US industrial designer who studied in 1953 at the University of Georgia and played on the freshman football team under Wallace Butts. He originally wanted to be an artist, but a lecture by Charles Eames convinced him industrial design was it, and so he went to the University of Cincinnati and received his degree there in 1958. In the early 1960s, he worked for Walter Dorwin Teague’s office in New York, where he worked on the AMF monorail exhibit at the 1964 World’s Fair, projects for Federal Express, Tupperware, General Electric, and Tudor Games, for which he developed high-tech electric football and hockey games introduced in 1962. From 1964 to 1968 he was employed by Tudor as director of product development, and worked with the NFL to refine the electric football game players with realistic poses, trademarks, helmets, team colorsĀ and the actual numbers of real players.

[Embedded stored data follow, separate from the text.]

//! Model plots
//!
//! The renderers in this module turn model queries into drawings on a
//! [`Figure`](crate::output::surface::Figure):
//!
//! - [`geometry`]: cross-section line parametrization
//! - [`layers`]: aquifer / leaky-layer label numbering
//! - [`xsection`]: banded, annotated cross-sections (multi-layer and 1D strip models)
//! - [`layout`]: plan view stacked above a cross-section
//! - [`stream`]: cumulative stream-function grid from per-aquifer discharge
//! - [`trace`]: batches of colored pathlines
//! - [`base`], [`steady`], [`transient`]: the user-facing [`PlotBase`] surface
//!   and its two variants
//!
//! # Example
//!
//! ```rust,ignore
//! use aquiplot::prelude::*;
//!
//! let plots = SteadyPlots::new(&model);
//! let mut figure = Figure::new((800, 600));
//! let [top, bottom] = plots.topview_and_xsection(&mut figure, None, &CompositeOptions::default())?;
//! render_figure(&figure, "layout.png", None)?;
//! ```

pub mod base;
pub mod config;
pub mod geometry;
pub mod layers;
pub mod layout;
pub mod steady;
pub mod stream;
pub mod trace;
pub mod transient;
pub mod xsection;

use crate::output::surface::AxesId;

pub use base::PlotBase;
pub use config::{
    CompositeOptions, ContourOptions, FluxContourOptions, HeadAlongLineOptions, HorizontalAxis,
    IntoLayerSelection, Legend, LayoutAxis, Orientation, Separator, TraceOptions, Units,
    VContourOptions, XsectionOptions,
};
pub use geometry::CrossSectionLine;
pub use layers::LayerIndexer;
pub use stream::FluxGrid;
pub use steady::SteadyPlots;
pub use trace::Tracelines;
pub use transient::TransientPlots;

/// Errors raised by the plot renderers
#[derive(Debug, thiserror::Error)]
pub enum PlotError {
    /// Option value outside its allowed set; raised before anything is drawn
    #[error("invalid configuration: {0}")]
    InvalidConfiguration(String),
    /// Operation only available on a specialized renderer variant
    #[error("{0}() must be implemented by a specialized plot variant")]
    NotImplemented(&'static str),
    #[error("model query failed: {0}")]
    Model(String),
    #[error("pathline tracing failed: {0}")]
    Tracer(String),
    #[error("{0} does not exist in this figure")]
    MissingAxes(AxesId),
    #[error("failed to write progress output: {0}")]
    Io(#[from] std::io::Error),
}
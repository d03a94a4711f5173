//! Mock collaborators for testing
//!
//! The model has a closed-form head field (uniform flow plus a layer offset),
//! so grids, contours and stream functions can be checked exactly.

use std::cell::RefCell;

use aquiplot::model::{
    AquiferData, Element, InhomPlotRequest, Inhomogeneity, Inhoms, LayerType, Model, ModelType, ModelVariant,
    PathSample, Pathline, TraceControls, TraceRecord, TraceResult, Tracer,
};
use aquiplot::output::surface::Axes;
use nalgebra::DVector;
use ndarray::Array3;
use plotters::style::{BLACK, BLUE};

// =================================================================================================
// Elements
// =================================================================================================

/// Element drawn as a polyline through its points
pub struct MockElement {
    pub layers: Vec<usize>,
    pub points: Vec<(f64, f64)>,
    pub bounds: [Option<f64>; 2],
    /// Draws its reference level as a horizontal line on cross-sections
    pub uses_reference_level: bool,
}

impl MockElement {
    pub fn well(x: f64, y: f64, layers: Vec<usize>) -> Self {
        Self { layers, points: vec![(x, y)], bounds: [None, None], uses_reference_level: false }
    }

    pub fn line(points: Vec<(f64, f64)>, layers: Vec<usize>) -> Self {
        Self { layers, points, bounds: [None, None], uses_reference_level: false }
    }

    /// Strip element of a 1D model from `xl` to `xr`
    pub fn strip(xl: f64, xr: f64) -> Self {
        Self {
            layers: vec![0],
            points: vec![(xl, 0.0), (xr, 0.0)],
            bounds: [Some(xl), Some(xr)],
            uses_reference_level: false,
        }
    }

    pub fn with_reference_level(mut self) -> Self {
        self.uses_reference_level = true;
        self
    }
}

impl Element for MockElement {
    fn layers(&self) -> &[usize] {
        &self.layers
    }

    fn plot(&self, ax: &mut Axes, _layers: Option<&[usize]>) {
        if self.points.len() == 1 {
            ax.scatter(self.points.clone(), BLACK, 3);
        } else {
            ax.plot(self.points.clone(), BLACK, 1.0, None);
        }
    }

    fn strip_bounds(&self) -> [Option<f64>; 2] {
        self.bounds
    }

    fn plot_with_reference_level(&self, ax: &mut Axes, hstar: Option<f64>) {
        if self.uses_reference_level {
            ax.axhline(hstar.unwrap_or(0.0), BLUE, 1.0);
        } else {
            self.plot(ax, None);
        }
    }
}

/// Strip inhomogeneity writing its name (and a parameter tag) into its strip
pub struct MockInhom {
    pub name: String,
    pub x1: f64,
    pub x2: f64,
}

impl MockInhom {
    pub fn new(name: &str, x1: f64, x2: f64) -> Self {
        Self { name: name.to_string(), x1, x2 }
    }
}

impl Inhomogeneity for MockInhom {
    fn plot(&self, ax: &mut Axes, request: &InhomPlotRequest<'_>) {
        let left = self.x1.max(request.x1);
        let right = self.x2.min(request.x2);
        let xc = 0.5 * (left + right);
        if request.names {
            ax.text(xc, 1.0, self.name.clone(), BLACK);
        }
        if request.params {
            ax.text(xc, -1.0, format!("params{}", request.sep.as_str()), BLACK);
        }
        if request.labels {
            ax.text(xc, 0.0, format!("strip [{left}, {right}]"), BLACK);
        }
    }
}

// =================================================================================================
// Model
// =================================================================================================

/// Uniform flow to the right with gradient `gradient`
///
/// - head: `h = -gradient * x + layer (+ 0.1 t)`
/// - discharge in aquifer `i`: `Qx = kaq[i] * gradient`
pub struct LayeredModel {
    pub aq: AquiferData,
    pub model_type: ModelType,
    pub variant: ModelVariant,
    pub elements: Vec<MockElement>,
    pub inhoms: Vec<MockInhom>,
    pub gradient: f64,
}

impl LayeredModel {
    pub fn steady(aq: AquiferData) -> Self {
        Self {
            aq,
            model_type: ModelType::Steady,
            variant: ModelVariant::MultiLayer,
            elements: Vec::new(),
            inhoms: Vec::new(),
            gradient: 0.01,
        }
    }

    pub fn transient(aq: AquiferData) -> Self {
        Self { model_type: ModelType::Transient, ..Self::steady(aq) }
    }

    pub fn with_variant(mut self, variant: ModelVariant) -> Self {
        self.variant = variant;
        self
    }

    pub fn with_elements(mut self, elements: Vec<MockElement>) -> Self {
        self.elements = elements;
        self
    }

    pub fn with_inhoms(mut self, inhoms: Vec<MockInhom>) -> Self {
        self.inhoms = inhoms;
        self
    }

    fn head(&self, x: f64, layer: usize, t: Option<f64>) -> f64 {
        -self.gradient * x + layer as f64 + 0.1 * t.unwrap_or(0.0)
    }
}

impl Model for LayeredModel {
    fn name(&self) -> &str {
        "LayeredModel"
    }

    fn model_type(&self) -> ModelType {
        self.model_type
    }

    fn variant(&self) -> ModelVariant {
        self.variant
    }

    fn aq(&self) -> &AquiferData {
        &self.aq
    }

    fn elements(&self) -> Vec<&dyn Element> {
        self.elements.iter().map(|e| e as &dyn Element).collect()
    }

    fn inhoms(&self) -> Inhoms<'_> {
        let list = self.inhoms.iter().map(|i| i as &dyn Inhomogeneity);
        match self.model_type {
            ModelType::Steady => Inhoms::Ordered(list.collect()),
            ModelType::Transient => Inhoms::Keyed(
                self.inhoms
                    .iter()
                    .map(|i| (i.name.clone(), i as &dyn Inhomogeneity))
                    .collect(),
            ),
        }
    }

    fn headgrid(&self, xg: &[f64], yg: &[f64], layers: &[usize], t: Option<f64>) -> Result<Array3<f64>, String> {
        if let Some(bad) = layers.iter().find(|l| **l >= self.aq.naq()) {
            return Err(format!("layer {bad} does not exist"));
        }
        Ok(Array3::from_shape_fn((layers.len(), yg.len(), xg.len()), |(l, _, i)| {
            self.head(xg[i], layers[l], t)
        }))
    }

    fn headalongline(
        &self,
        x: &[f64],
        _y: &[f64],
        times: Option<&[f64]>,
        layers: Option<&[usize]>,
    ) -> Result<Array3<f64>, String> {
        let all: Vec<usize> = (0..self.aq.naq()).collect();
        let layers = layers.unwrap_or(&all);
        let times: Vec<Option<f64>> = match times {
            Some(ts) => ts.iter().map(|t| Some(*t)).collect(),
            None => vec![None],
        };
        Ok(Array3::from_shape_fn((layers.len(), times.len(), x.len()), |(l, j, k)| {
            self.head(x[k], layers[l], times[j])
        }))
    }

    fn disvec(&self, _x: f64, _y: f64) -> Result<(DVector<f64>, DVector<f64>), String> {
        let qx = DVector::from_iterator(self.aq.naq(), self.aq.kaq().iter().map(|k| k * self.gradient));
        Ok((qx, DVector::zeros(self.aq.naq())))
    }
}

// =================================================================================================
// Tracers
// =================================================================================================

/// Layer containing elevation `z` (top layer above the model, base layer below)
pub fn layer_at(aq: &AquiferData, z: f64) -> usize {
    let bounds = aq.z();
    (0..aq.nlayers())
        .find(|&i| bounds[i] >= z && z > bounds[i + 1])
        .unwrap_or(if z > aq.top() { 0 } else { aq.nlayers() - 1 })
}

/// Straight pathlines: `nsteps` steps of `hstepmax` in +x, dropping `dz` per step
pub struct StraightTracer {
    pub nsteps: usize,
    pub dz: f64,
    /// Metadata flag of every call
    pub calls: RefCell<Vec<bool>>,
}

impl StraightTracer {
    pub fn new(nsteps: usize, dz: f64) -> Self {
        Self { nsteps, dz, calls: RefCell::new(Vec::new()) }
    }
}

impl Tracer for StraightTracer {
    fn trace(
        &self,
        model: &dyn Model,
        start: [f64; 3],
        controls: &TraceControls,
        metadata: bool,
    ) -> Result<TraceResult, String> {
        self.calls.borrow_mut().push(metadata);
        let aq = model.aq();
        let samples: Vec<PathSample> = (0..=self.nsteps)
            .map(|k| {
                let k = k as f64;
                PathSample::from([start[0] + k * controls.hstepmax, start[1], start[2] - k * self.dz, k])
            })
            .collect();
        let layers = samples.iter().map(|s| layer_at(aq, s.z)).collect();
        let pathline = Pathline::new(samples, layers)?;

        if metadata {
            Ok(TraceResult::Detailed(TraceRecord {
                pathline,
                status: 1,
                message: "reached maximum number of steps".to_string(),
                complete: true,
            }))
        } else {
            Ok(TraceResult::Plain(pathline))
        }
    }
}

/// Tracer that always fails
pub struct FailingTracer;

impl Tracer for FailingTracer {
    fn trace(&self, _: &dyn Model, start: [f64; 3], _: &TraceControls, _: bool) -> Result<TraceResult, String> {
        Err(format!("start point {start:?} lies outside the model"))
    }
}

/// Layer type at elevation `z`, for assertions
pub fn ltype_at(aq: &AquiferData, z: f64) -> LayerType {
    aq.ltype()[layer_at(aq, z)]
}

In 1968 he established his own design firm, Lee Payne Associates (LPA), in Hastings-on-Hudson, NY, and consulted with many clients. From 1976 to 1988, he chaired the industrial design department at Georgia Institute of Technology in Atlanta. While serving as chair he earned a master’s degree in art history from Emory University. In 1981, he designed the original Smartmodem and chronograph for Hayes Microcomputer Products, Inc. that was featured in a book published by ID magazine, “Product Design-Award Winning Designs for the Home and Office.” In 1983, he won an award in a Formica Corporation contest to show off its new ColorCore material with his Neopolitan ice cream coffee table, now in the permanent collection of the Art Institute of Chicago. Other clients included Chiffon, Bosch Power Tools, IBM, Dow Chemical, Georgia Pacific, KitchenArt, Olan Mills and many others. He also served on the design team for both the Atlanta (1996) and Salt Lake City (2002) Olympic games. He moved to Jasper, GA in 1996 but continued to teach at Georgia Institute of Technology until his death in 2003.